- [Brief] Take the material below from its first line through the line containing "impl std::hash::Hash for" and, please, write those lines again exactly.

- [Source data]

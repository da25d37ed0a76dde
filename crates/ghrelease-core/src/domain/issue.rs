//! Commits, issues and contributors as seen by the release notes pipeline.

use serde::{Deserialize, Serialize};

use crate::domain::label::same_label;

/// Tracker account that authored a commit.
///
/// Absent on a [`Commit`] when the tracker cannot match the commit email
/// with an account.
#[derive(Debug, Clone, PartialEq, Eq, Serialize, Deserialize)]
pub struct CommitAuthor {
    pub login: String,
    /// Profile page of the account.
    pub url: String,
}

/// A commit in the scanned range, in the order returned by the tracker.
#[derive(Debug, Clone, PartialEq, Eq, Serialize, Deserialize)]
pub struct Commit {
    pub sha: String,
    pub message: String,
    pub author: Option<CommitAuthor>,
}

impl Commit {
    pub fn new(sha: impl Into<String>, message: impl Into<String>) -> Self {
        Self {
            sha: sha.into(),
            message: message.into(),
            author: None,
        }
    }

    pub fn with_author(mut self, login: impl Into<String>, url: impl Into<String>) -> Self {
        self.author = Some(CommitAuthor {
            login: login.into(),
            url: url.into(),
        });
        self
    }
}

/// An issue number referenced by a closing keyword in a commit message.
#[derive(Debug, Clone, Copy, PartialEq, Eq)]
pub struct IssueReference<'a> {
    pub commit: &'a Commit,
    pub issue_number: u64,
}

/// Issue metadata as returned by the tracker, before any filtering.
#[derive(Debug, Clone, PartialEq, Eq, Serialize, Deserialize)]
pub struct RemoteIssue {
    pub number: u64,
    pub title: String,
    pub url: String,
    /// Label names. The tracker does not guarantee an order.
    pub labels: Vec<String>,
}

/// The account credited with closing an issue.
///
/// Two contributors are the same when their logins are equal.
#[derive(Debug, Clone, Serialize, Deserialize)]
pub struct Contributor {
    pub login: String,
    pub url: String,
}

impl PartialEq for Contributor {
    fn eq(&self, other: &Self) -> bool {
        self.login == other.login
    }
}

impl Eq for Contributor {}

impl std::hash::Hash for Contributor {
    fn hash<H: std::hash::Hasher>(&self, state: &mut H) {
        self.login.hash(state);
    }
}

impl From<&CommitAuthor> for Contributor {
    fn from(author: &CommitAuthor) -> Self {
        Contributor {
            login: author.login.clone(),
            url: author.url.clone(),
        }
    }
}

/// An issue included in release notes.
#[derive(Debug, Clone, PartialEq, Eq, Serialize, Deserialize)]
pub struct Issue {
    pub number: u64,
    pub title: String,
    pub url: String,
    /// Labels that passed the allow-list, in tracker order.
    pub labels: Vec<String>,
    /// `None` when no commit author qualified for credit.
    pub contributor: Option<Contributor>,
}

impl Issue {
    /// Whether the issue carries `label`, compared case-insensitively.
    pub fn has_label(&self, label: &str) -> bool {
        self.labels.iter().any(|l| same_label(l, label))
    }
}
//! Domain-level error taxonomy for ghrelease.

/// ghrelease domain errors.
#[derive(Debug, thiserror::Error)]
pub enum ReleaseError {
    #[error("configuration error: {0}")]
    Configuration(String),

    #[error("{entity} not found: {key}")]
    NotFound { entity: String, key: String },

    #[error("operation cancelled")]
    Cancelled,

    #[error("remote operation {operation} failed for {key}: {message}")]
    Remote {
        operation: String,
        key: String,
        message: String,
    },

    #[error("invalid state: {0}")]
    InvalidState(String),

    #[error("{name} is out of range ({value}): {message}")]
    ArgumentOutOfRange {
        name: String,
        value: i64,
        message: String,
    },

    #[error("git error: {0}")]
    Git(String),

    #[error("io error: {0}")]
    Io(#[from] std::io::Error),
}

impl ReleaseError {
    pub fn not_found(entity: &str, key: impl std::fmt::Display) -> Self {
        ReleaseError::NotFound {
            entity: entity.to_string(),
            key: key.to_string(),
        }
    }

    pub fn remote(operation: &str, key: impl std::fmt::Display, message: impl Into<String>) -> Self {
        ReleaseError::Remote {
            operation: operation.to_string(),
            key: key.to_string(),
            message: message.into(),
        }
    }

    /// Whether this error was produced by an observed cancellation request.
    pub fn is_cancelled(&self) -> bool {
        matches!(self, ReleaseError::Cancelled)
    }
}

/// Result type for ghrelease domain operations.
pub type Result<T> = std::result::Result<T, ReleaseError>;
//! Remote release records and the requests that create or change them.

use std::path::PathBuf;

use chrono::{DateTime, Utc};
use serde::{Deserialize, Serialize};

/// A file attached to a release.
#[derive(Debug, Clone, PartialEq, Eq, Serialize, Deserialize)]
pub struct ReleaseAsset {
    pub id: u64,
    pub name: String,
    pub size: u64,
    pub download_url: String,
}

/// Current state of a remote release. Never mutated locally; updates go
/// through [`ReleaseChanges`].
#[derive(Debug, Clone, PartialEq, Serialize, Deserialize)]
pub struct Release {
    pub id: u64,
    pub name: String,
    pub tag_name: String,
    pub target_commitish: String,
    pub body: String,
    pub draft: bool,
    pub prerelease: bool,
    pub html_url: String,
    /// Endpoint for asset uploads, as advertised by the tracker.
    pub upload_url: String,
    pub created_at: DateTime<Utc>,
    pub published_at: Option<DateTime<Utc>>,
    pub assets: Vec<ReleaseAsset>,
}

impl Release {
    pub fn find_asset(&self, name: &str) -> Option<&ReleaseAsset> {
        self.assets
            .iter()
            .find(|asset| asset.name.to_lowercase() == name.to_lowercase())
    }
}

/// How a caller names an existing release.
#[derive(Debug, Clone, PartialEq, Eq)]
pub enum ReleaseSelector {
    Id(u64),
    Tag(String),
}

impl std::fmt::Display for ReleaseSelector {
    fn fmt(&self, f: &mut std::fmt::Formatter<'_>) -> std::fmt::Result {
        match self {
            ReleaseSelector::Id(id) => write!(f, "id {}", id),
            ReleaseSelector::Tag(tag) => write!(f, "tag {}", tag),
        }
    }
}

/// Request to create a release.
#[derive(Debug, Clone, PartialEq, Eq)]
pub struct NewRelease {
    pub tag_name: String,
    pub name: String,
    /// Target of the tag when it does not exist yet. Empty means the
    /// repository's default branch.
    pub target_commitish: String,
    pub body: String,
    pub draft: bool,
    pub prerelease: bool,
    pub assets: Vec<PathBuf>,
}

impl NewRelease {
    /// A draft, non-prerelease release for `tag_name` without assets.
    pub fn new(tag_name: impl Into<String>) -> Self {
        Self {
            tag_name: tag_name.into(),
            name: String::new(),
            target_commitish: String::new(),
            body: String::new(),
            draft: true,
            prerelease: false,
            assets: Vec::new(),
        }
    }
}

/// Field changes applied to an existing release. `None` leaves the field
/// untouched.
#[derive(Debug, Clone, Default, PartialEq, Eq, Serialize)]
pub struct ReleaseChanges {
    #[serde(skip_serializing_if = "Option::is_none")]
    pub name: Option<String>,
    #[serde(skip_serializing_if = "Option::is_none")]
    pub tag_name: Option<String>,
    #[serde(skip_serializing_if = "Option::is_none")]
    pub target_commitish: Option<String>,
    #[serde(skip_serializing_if = "Option::is_none")]
    pub body: Option<String>,
    #[serde(skip_serializing_if = "Option::is_none")]
    pub draft: Option<bool>,
    #[serde(skip_serializing_if = "Option::is_none")]
    pub prerelease: Option<bool>,
}

impl ReleaseChanges {
    pub fn is_empty(&self) -> bool {
        self == &ReleaseChanges::default()
    }

    /// The release as it looks after these changes are applied.
    pub fn apply_to(&self, release: &Release) -> Release {
        let mut updated = release.clone();
        if let Some(name) = &self.name {
            updated.name = name.clone();
        }
        if let Some(tag_name) = &self.tag_name {
            updated.tag_name = tag_name.clone();
        }
        if let Some(target) = &self.target_commitish {
            updated.target_commitish = target.clone();
        }
        if let Some(body) = &self.body {
            updated.body = body.clone();
        }
        if let Some(draft) = self.draft {
            updated.draft = draft;
        }
        if let Some(prerelease) = self.prerelease {
            updated.prerelease = prerelease;
        }
        updated
    }
}

/// Asset changes applied together with [`ReleaseChanges`].
#[derive(Debug, Clone, PartialEq, Eq)]
pub struct AssetChanges {
    pub add: Vec<PathBuf>,
    /// Delete every existing asset before uploading.
    pub clear_existing: bool,
    /// Replace an existing asset with the same name. Ignored when
    /// `clear_existing` is set.
    pub overwrite_existing: bool,
}

impl Default for AssetChanges {
    fn default() -> Self {
        Self {
            add: Vec::new(),
            clear_existing: false,
            overwrite_existing: true,
        }
    }
}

- [The answer]
repository da25d37ed0a76dde
filename crates/ghrelease-core/src/domain/issue.rs
//! Commits, issues and contributors as seen by the release notes pipeline.

use serde::{Deserialize, Serialize};

use crate::domain::label::same_label;

/// Tracker account that authored a commit.
///
/// Absent on a [`Commit`] when the tracker cannot match the commit email
/// with an account.
#[derive(Debug, Clone, PartialEq, Eq, Serialize, Deserialize)]
pub struct CommitAuthor {
    pub login: String,
    /// Profile page of the account.
    pub url: String,
}

/// A commit in the scanned range, in the order returned by the tracker.
#[derive(Debug, Clone, PartialEq, Eq, Serialize, Deserialize)]
pub struct Commit {
    pub sha: String,
    pub message: String,
    pub author: Option<CommitAuthor>,
}

impl Commit {
    pub fn new(sha: impl Into<String>, message: impl Into<String>) -> Self {
        Self {
            sha: sha.into(),
            message: message.into(),
            author: None,
        }
    }

    pub fn with_author(mut self, login: impl Into<String>, url: impl Into<String>) -> Self {
        self.author = Some(CommitAuthor {
            login: login.into(),
            url: url.into(),
        });
        self
    }
}

/// An issue number referenced by a closing keyword in a commit message.
#[derive(Debug, Clone, Copy, PartialEq, Eq)]
pub struct IssueReference<'a> {
    pub commit: &'a Commit,
    pub issue_number: u64,
}

/// Issue metadata as returned by the tracker, before any filtering.
#[derive(Debug, Clone, PartialEq, Eq, Serialize, Deserialize)]
pub struct RemoteIssue {
    pub number: u64,
    pub title: String,
    pub url: String,
    /// Label names. The tracker does not guarantee an order.
    pub labels: Vec<String>,
}

/// The account credited with closing an issue.
///
/// Two contributors are the same when their logins are equal.
#[derive(Debug, Clone, Serialize, Deserialize)]
pub struct Contributor {
    pub login: String,
    pub url: String,
}

impl PartialEq for Contributor {
    fn eq(&self, other: &Self) -> bool {
        self.login == other.login
    }
}

impl Eq for Contributor {}

impl std::hash::Hash for Contributor {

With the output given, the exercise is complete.